## TASK PROMPT
Look through the data below and, wherever a line carries the word "SecurityType", please copy that line.

## SUPPLIED ENTRIES
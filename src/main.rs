// SPDX-License-Identifier: GPL-3.0-or-later
// Copyright (C) 2026 Erik van der Tier

// CLI entrypoint for emitForge.

use std::io::{self, Write};

use clap::Parser;
use serde_json::json;

use emitforge::cli::{validate_cli, Cli, OutputFormat};
use emitforge::core::error::{Diagnostic, Severity};

fn severity_to_str(severity: Severity) -> &'static str {
    match severity {
        Severity::Warning => "warning",
        Severity::Error => "error",
    }
}

fn format_diagnostic_line(diag: &Diagnostic, format: OutputFormat) -> String {
    if format == OutputFormat::Json {
        json!({
            "severity": severity_to_str(diag.severity()),
            "message": diag.message(),
            "line": diag.line(),
            "col_start": diag.column(),
        })
        .to_string()
    } else {
        diag.format_with_context()
    }
}

fn main() {
    let cli = Cli::parse();
    let config = match validate_cli(&cli) {
        Ok(config) => config,
        Err(err) => {
            eprintln!("{err}");
            std::process::exit(1);
        }
    };

    match emitforge::run_with_config(&config) {
        Ok(summary) => {
            if !config.quiet {
                let _ = writeln!(
                    io::stderr(),
                    "emitforge: {} lines, {} elements, {} bytes",
                    summary.lines,
                    summary.elements,
                    summary.bytes
                );
            }
        }
        Err(err) => {
            for diag in err.diagnostics() {
                eprintln!("{}", format_diagnostic_line(diag, config.output_format));
            }
            if config.output_format != OutputFormat::Json {
                eprintln!("{err}");
            }
            std::process::exit(1);
        }
    }
}

#[cfg(test)]
mod tests {
    use super::*;
    use emitforge::core::error::{Diagnostic, EmitError, Severity};

    #[test]
    fn format_diagnostic_line_json_has_expected_keys_with_nulls() {
        let diag = Diagnostic::new(7, Severity::Error, EmitError::unmatched_pattern(7, "???"));
        let line = format_diagnostic_line(&diag, OutputFormat::Json);
        let value: serde_json::Value = serde_json::from_str(&line).expect("valid json");
        assert_eq!(value["severity"], "error");
        assert_eq!(value["line"], 7);
        assert!(value["message"].as_str().expect("message").contains("???"));
        assert!(value["col_start"].is_null());
    }

    #[test]
    fn format_diagnostic_line_text_includes_severity_header() {
        let diag = Diagnostic::new(2, Severity::Error, EmitError::unmatched_pattern(2, "???"))
            .with_source(Some("???".to_string()));
        let line = format_diagnostic_line(&diag, OutputFormat::Text);
        assert!(line.contains("ERROR:"));
        assert!(line.contains("???"));
    }
}
// SPDX-License-Identifier: GPL-3.0-or-later
// Copyright (C) 2026 Erik van der Tier

//! Abstract assembler element: the unit of emitted program content.
//!
//! Concrete kinds supply size/encoding logic; the trait defaults fail with
//! the unimplemented-element error so an incomplete kind is caught the
//! first time layout touches it. That is a programming-time contract
//! violation, not a runtime input error.

use std::collections::HashMap;
use std::io::Write;
use std::sync::OnceLock;

use crate::core::error::EmitError;

/// Lifecycle of an element through layout and emission.
#[derive(Debug, Clone, Copy, PartialEq, Eq)]
pub enum ElementState {
    Created,
    /// Size derived on the given pass; may still change next pass.
    SizeTentative(u32),
    /// Two consecutive passes agreed on the size.
    SizeStable,
    /// Final emission done. Terminal; entered exactly once.
    Written,
}

/// Read-only view of the current pass's address knowledge, handed to
/// elements whose encoding depends on addresses.
pub struct LayoutView<'a> {
    pub index: usize,
    pub addresses: &'a [u64],
}

impl LayoutView<'_> {
    pub fn own_address(&self) -> u64 {
        self.addresses[self.index]
    }

    pub fn address_of(&self, index: usize) -> Option<u64> {
        self.addresses.get(index).copied()
    }
}

pub trait Element {
    /// Stable kind tag; keys the default-mnemonic table and names the kind
    /// in unimplemented-element errors.
    fn kind(&self) -> &'static str;

    fn mnemonic(&self) -> &str;

    /// Whether size/encoding is final given the assumed start address.
    fn is_complete(&self, assumed_address: u64) -> Result<bool, EmitError> {
        let _ = assumed_address;
        Err(EmitError::unimplemented_element(self.kind(), "is_complete"))
    }

    /// Current best-known encoded size in bytes.
    fn size(&self) -> Result<u32, EmitError> {
        Err(EmitError::unimplemented_element(self.kind(), "size"))
    }

    /// Re-derive the size from this pass's address knowledge. The default
    /// covers address-independent encodings: the size never changes.
    fn relayout(&mut self, view: &LayoutView<'_>) -> Result<u32, EmitError> {
        let _ = view;
        self.size()
    }

    /// Render the human-readable line. Default: the mnemonic alone.
    fn write_text(&self, out: &mut dyn Write) -> std::io::Result<()> {
        write!(out, "{}", self.mnemonic())
    }

    /// Render the final binary encoding. Only valid after convergence.
    fn write_data(&self, out: &mut dyn Write) -> Result<(), EmitError> {
        let _ = out;
        Err(EmitError::unimplemented_element(self.kind(), "write_data"))
    }
}

/// Static (kind tag → default mnemonic) table, built once per process.
/// Replaces any reflective per-kind discovery: registration is explicit and
/// the table never changes after construction.
pub struct MnemonicTable {
    defaults: HashMap<&'static str, &'static str>,
}

impl MnemonicTable {
    pub fn new(entries: &[(&'static str, &'static str)]) -> Self {
        Self {
            defaults: entries.iter().copied().collect(),
        }
    }

    pub fn default_for(&self, kind: &str) -> &'static str {
        self.defaults.get(kind).copied().unwrap_or("")
    }
}

static DEFAULT_MNEMONICS: OnceLock<MnemonicTable> = OnceLock::new();

/// Process-wide default table. Populated lazily; exactly one writer
/// commits, reads afterwards are lock-free.
pub fn default_mnemonics() -> &'static MnemonicTable {
    DEFAULT_MNEMONICS.get_or_init(|| {
        MnemonicTable::new(&[
            ("move-imm", "mov"),
            ("move-reg", "mov"),
            ("branch", "jmp"),
            ("raw-bytes", "db"),
        ])
    })
}

/// Resolve an element's mnemonic at construction: an explicit override
/// wins; otherwise the kind's default from the table.
pub fn resolve_mnemonic(kind: &'static str, explicit: Option<String>) -> String {
    match explicit {
        Some(mnemonic) => mnemonic,
        None => default_mnemonics().default_for(kind).to_string(),
    }
}

#[cfg(test)]
mod tests {
    use super::{default_mnemonics, resolve_mnemonic, Element};
    use crate::core::error::EmitErrorKind;

    struct Bare;

    impl Element for Bare {
        fn kind(&self) -> &'static str {
            "bare"
        }
        fn mnemonic(&self) -> &str {
            "nop"
        }
    }

    #[test]
    fn missing_kind_logic_fails_with_element_error() {
        let bare = Bare;
        let err = bare.size().expect_err("unimplemented");
        assert_eq!(err.kind(), EmitErrorKind::Element);
        assert!(err.to_string().contains("bare"));
        assert!(err.to_string().contains("size"));

        let err = bare.is_complete(0).expect_err("unimplemented");
        assert!(err.to_string().contains("is_complete"));

        let mut sink = Vec::new();
        let err = bare.write_data(&mut sink).expect_err("unimplemented");
        assert!(err.to_string().contains("write_data"));
    }

    #[test]
    fn default_write_text_prints_mnemonic() {
        let bare = Bare;
        let mut out = Vec::new();
        bare.write_text(&mut out).expect("write");
        assert_eq!(out, b"nop");
    }

    #[test]
    fn default_mnemonics_are_cached_per_kind() {
        let first = default_mnemonics().default_for("move-imm");
        let second = default_mnemonics().default_for("move-imm");
        assert_eq!(first, "mov");
        assert_eq!(first, second);
        assert_eq!(default_mnemonics().default_for("unknown-kind"), "");
    }

    #[test]
    fn explicit_mnemonic_overrides_kind_default() {
        assert_eq!(resolve_mnemonic("move-imm", None), "mov");
        assert_eq!(
            resolve_mnemonic("move-imm", Some("movl".to_string())),
            "movl"
        );
    }
}
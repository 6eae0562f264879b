//! xray-pilot - CLI entry point
//!
//! Loads the YAML configuration, wires the service together with the
//! in-memory store and the no-op tunnel engine, then runs until Ctrl-C.

use clap::Parser;
use std::path::PathBuf;
use std::sync::Arc;
use tracing::{error, info};
use tracing_subscriber::{layer::SubscriberExt, util::SubscriberInitExt};
use xray_pilot::engine::NoopEngine;
use xray_pilot::store::MemoryStore;
use xray_pilot::{Config, Pilot, VERSION};

#[derive(Parser, Debug)]
#[command(name = "xray-pilot")]
#[command(version = VERSION)]
#[command(about = "Proxy endpoint pool manager")]
struct Args {
    /// Path to configuration file
    #[arg(short = 'c', long = "config", default_value = "config.yaml")]
    config: PathBuf,

    /// Log level override (trace, debug, info, warn, error)
    #[arg(long = "log-level")]
    log_level: Option<String>,

    /// Test configuration and exit
    #[arg(short = 't', long = "test")]
    test: bool,
}

#[tokio::main]
async fn main() -> anyhow::Result<()> {
    let args = Args::parse();

    let mut config = if args.config.is_file() {
        match Config::load_async(&args.config).await {
            Ok(c) => c,
            Err(e) => {
                eprintln!("Failed to load configuration: {}", e);
                std::process::exit(1);
            }
        }
    } else {
        Config::default()
    };

    if let Some(level) = args.log_level {
        config.log_level = level;
    }

    tracing_subscriber::registry()
        .with(tracing_subscriber::fmt::layer())
        .with(
            tracing_subscriber::EnvFilter::from_default_env()
                .add_directive(format!("xray_pilot={}", config.log_level).parse()?),
        )
        .init();

    info!("xray-pilot v{}", VERSION);
    info!("configuration: {}", args.config.display());

    if args.test {
        info!("configuration test passed");
        return Ok(());
    }

    let store = MemoryStore::handle();
    let engine = Arc::new(NoopEngine::new());
    let pilot = match Pilot::new(config, store, engine) {
        Ok(p) => Arc::new(p),
        Err(e) => {
            error!("Failed to initialize: {}", e);
            std::process::exit(1);
        }
    };

    pilot.start();

    tokio::signal::ctrl_c().await?;
    pilot.shutdown().await?;

    Ok(())
}
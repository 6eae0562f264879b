//! Hysteria2 codec: `hysteria2://password@host:port?query#name` (alias `hy2://`)

use super::{
    encode_query, query_get, split_authority, stream_from_transport, ObfsSettings,
    OutboundConfig, OutboundSettings, PROXY_TAG,
};
use crate::model::{Protocol, ProtocolSettings, SecurityType, ServerRecord};
use crate::{Error, Result};
use uuid::Uuid;

pub(super) fn synthesize(record: &ServerRecord) -> Result<OutboundConfig> {
    let ProtocolSettings::Hysteria {
        password,
        obfs,
        obfs_password,
    } = &record.settings
    else {
        return Err(Error::internal("hysteria synthesizer got foreign settings"));
    };
    if password.is_empty() {
        return Err(Error::missing_field("hysteria", "password"));
    }
    if obfs.is_some() && obfs_password.is_none() {
        return Err(Error::missing_field("hysteria", "obfs_password"));
    }

    Ok(OutboundConfig {
        tag: PROXY_TAG.to_string(),
        protocol: "hysteria2".to_string(),
        settings: Some(OutboundSettings::Hysteria2 {
            address: record.address.clone(),
            port: record.port,
            password: password.clone(),
            obfs: obfs.as_ref().map(|o| ObfsSettings {
                r#type: o.clone(),
                password: obfs_password.clone(),
            }),
        }),
        stream_settings: Some(stream_from_transport(record, &record.transport)?),
    })
}

pub(super) fn parse(rest: &str) -> Result<ServerRecord> {
    let parts = split_authority(rest)?;
    let password = parts
        .userinfo
        .filter(|p| !p.is_empty())
        .ok_or_else(|| Error::parse("hysteria: missing password"))?;
    let port = parts
        .port
        .unwrap_or_else(|| Protocol::Hysteria.default_port());
    let name = parts
        .fragment
        .unwrap_or_else(|| format!("{}:{}", parts.host, port));
    let query = &parts.query;

    let mut record = ServerRecord::new(
        Uuid::nil(),
        name,
        parts.host,
        port,
        ProtocolSettings::Hysteria {
            password,
            obfs: query_get(query, "obfs").map(str::to_string),
            obfs_password: query_get(query, "obfs-password").map(str::to_string),
        },
    );
    // hysteria2 is QUIC/TLS only
    record.transport.security = SecurityType::Tls;
    record.transport.sni = query_get(query, "sni").map(str::to_string);
    record.transport.allow_insecure =
        matches!(query_get(query, "insecure"), Some("1") | Some("true"));
    Ok(record)
}

pub(super) fn generate(record: &ServerRecord) -> Result<String> {
    let ProtocolSettings::Hysteria {
        password,
        obfs,
        obfs_password,
    } = &record.settings
    else {
        return Err(Error::internal("hysteria generator got foreign settings"));
    };
    if password.is_empty() {
        return Err(Error::missing_field("hysteria", "password"));
    }

    let t = &record.transport;
    let query = encode_query(&[
        ("sni", t.sni.clone().unwrap_or_default()),
        (
            "insecure",
            if t.allow_insecure {
                "1".to_string()
            } else {
                String::new()
            },
        ),
        ("obfs", obfs.clone().unwrap_or_default()),
        ("obfs-password", obfs_password.clone().unwrap_or_default()),
    ]);

    Ok(format!(
        "hysteria2://{}@{}:{}?{}#{}",
        urlencoding::encode(password),
        super::uri::format_host(&record.address),
        record.port,
        query,
        urlencoding::encode(&record.name)
    ))
}

#[cfg(test)]
mod tests {
    use super::*;
    use crate::synth::{generate_uri, parse_uri, synthesize};

    #[test]
    fn parse_with_obfs() {
        let r = parse_uri(
            "hysteria2://letmein@hy.example.com:443?sni=hy.example.com&obfs=salamander&obfs-password=ob#HY",
        )
        .unwrap();
        assert_eq!(r.protocol(), Protocol::Hysteria);
        assert_eq!(
            r.settings,
            ProtocolSettings::Hysteria {
                password: "letmein".into(),
                obfs: Some("salamander".into()),
                obfs_password: Some("ob".into()),
            }
        );
        assert_eq!(r.transport.security, SecurityType::Tls);
    }

    #[test]
    fn hy2_alias_accepted() {
        let r = parse_uri("hy2://pw@hy.example.com:8443#N").unwrap();
        assert_eq!(r.port, 8443);
        assert_eq!(r.protocol(), Protocol::Hysteria);
    }

    #[test]
    fn insecure_flag_parses() {
        let r = parse_uri("hysteria2://pw@hy.example.com:443?insecure=1").unwrap();
        assert!(r.transport.allow_insecure);
    }

    #[test]
    fn obfs_without_password_rejected_at_synthesis() {
        let r = ServerRecord::new(
            Uuid::new_v4(),
            "n".into(),
            "h.example.com".into(),
            443,
            ProtocolSettings::Hysteria {
                password: "pw".into(),
                obfs: Some("salamander".into()),
                obfs_password: None,
            },
        );
        let err = synthesize(&r).unwrap_err();
        assert!(err.to_string().contains("obfs_password"));
    }

    #[test]
    fn round_trip_required_fields() {
        let mut r = ServerRecord::new(
            Uuid::new_v4(),
            "HY SG".into(),
            "sg.example.com".into(),
            443,
            ProtocolSettings::Hysteria {
                password: "p w".into(),
                obfs: Some("salamander".into()),
                obfs_password: Some("o p".into()),
            },
        );
        r.transport.security = SecurityType::Tls;
        r.transport.sni = Some("sg.example.com".into());

        let parsed = parse_uri(&generate_uri(&r).unwrap()).unwrap();
        assert_eq!(parsed.settings, r.settings);
        assert_eq!(parsed.address, r.address);
        assert_eq!(parsed.port, r.port);
        assert_eq!(parsed.name, r.name);
        assert_eq!(parsed.transport.sni, r.transport.sni);
    }
}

## EXPECTED OUTPUT
use crate::model::{Protocol, ProtocolSettings, SecurityType, ServerRecord};
    record.transport.security = SecurityType::Tls;
        assert_eq!(r.transport.security, SecurityType::Tls);
        r.transport.security = SecurityType::Tls;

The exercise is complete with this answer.